Isso talvez explique o porquê das respostas discrepantes, de um mesmo número de entrevistados pelos pesquisadores da Fundação Perseu Abramo, em questões repetitivas, mas tomadas de forma espontânea, ou sendo estimuladas.


Embora se trate de um conceituado grupo de estudiosos das questões sociais, não se pode dizer que eles sejam “desinteressados”.


Mas daqui eu lamento que não exista, por parte do governo, uma política pública contundente contra o analfabetismo do idoso.
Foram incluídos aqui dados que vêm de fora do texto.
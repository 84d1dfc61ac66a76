//! Database connection and pool management for the ratesync service.
//!
//! Initializes a SeaORM connection pool with configurable parameters and
//! retry with exponential backoff for transient connection errors.

use anyhow::{Context, Result};
use sea_orm::{ConnectOptions, ConnectionTrait, Database, DatabaseConnection};
use std::time::Duration;
use tokio::time::sleep;

use crate::config::AppConfig;

/// Errors that can occur during database operations.
#[derive(Debug, thiserror::Error)]
pub enum DatabaseError {
    #[error("Failed to connect to database: {source}")]
    ConnectionFailed {
        #[from]
        source: sea_orm::DbErr,
    },
    #[error("Invalid database configuration: {message}")]
    InvalidConfiguration { message: String },
}

/// Initializes a database connection pool with the given configuration.
pub async fn init_pool(cfg: &AppConfig) -> Result<DatabaseConnection> {
    if cfg.database_url.is_empty() {
        return Err(DatabaseError::InvalidConfiguration {
            message: "Database URL cannot be empty".to_string(),
        }
        .into());
    }

    let mut opt = ConnectOptions::new(&cfg.database_url);
    opt.max_connections(cfg.db_max_connections)
        .acquire_timeout(Duration::from_millis(cfg.db_acquire_timeout_ms))
        .idle_timeout(Duration::from_secs(600))
        .max_lifetime(Duration::from_secs(1800))
        .sqlx_logging(true)
        .sqlx_logging_level(log::LevelFilter::Debug);

    let max_retries = 5;
    let mut retry_delay = Duration::from_millis(100);

    for attempt in 1..=max_retries {
        match Database::connect(opt.clone()).await {
            Ok(conn) => {
                log::info!("Successfully connected to database (attempt {})", attempt);
                return Ok(conn);
            }
            Err(e) => {
                if attempt == max_retries {
                    log::error!(
                        "Failed to connect to database after {} attempts: {}",
                        max_retries,
                        e
                    );
                    return Err(DatabaseError::ConnectionFailed { source: e }.into());
                }

                log::warn!(
                    "Database connection attempt {} failed: {}, retrying in {:?}",
                    attempt,
                    e,
                    retry_delay
                );

                sleep(retry_delay).await;
                retry_delay *= 2;
            }
        }
    }

    unreachable!("connection loop either returns or errors on the final attempt")
}

/// Health check for the database connection.
pub async fn health_check(db: &DatabaseConnection) -> Result<()> {
    use sea_orm::Statement;

    let stmt = Statement::from_string(db.get_database_backend(), "SELECT 1".to_string());

    db.query_one(stmt)
        .await
        .context("Database health check failed")?;

    Ok(())
}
E até poderia acrescentar: nunca houve, pois os velhos de hoje foram os jovens de ontem

2 comentários:

Yúdice Andrade disse...

Excelente post, Lauande, mostrando uma faceta cruel de nossa sociedade. Fez-me lembrar de uma tia velhinha que tive, falecida há dois anos. Era sábia, mas nunca pôs a mão num lápis. Mesmo assim, impressionava-me a sua lucidez. Poucas coisas me fazem tanta falta na vida quanto a sua companhia. Por isso, sempre me ponho a olhar os velhinhos na rua e me pergunto se estão desamparados, se sofrem.
Espero que esses dados possam ajudar algumas políticas do setor competente.

Eduardo André Risuenho Lauande disse...

Valeu, camarada pelo apoio.
Por sinal, tenho lido teu blog. Muito Bom, por sinal.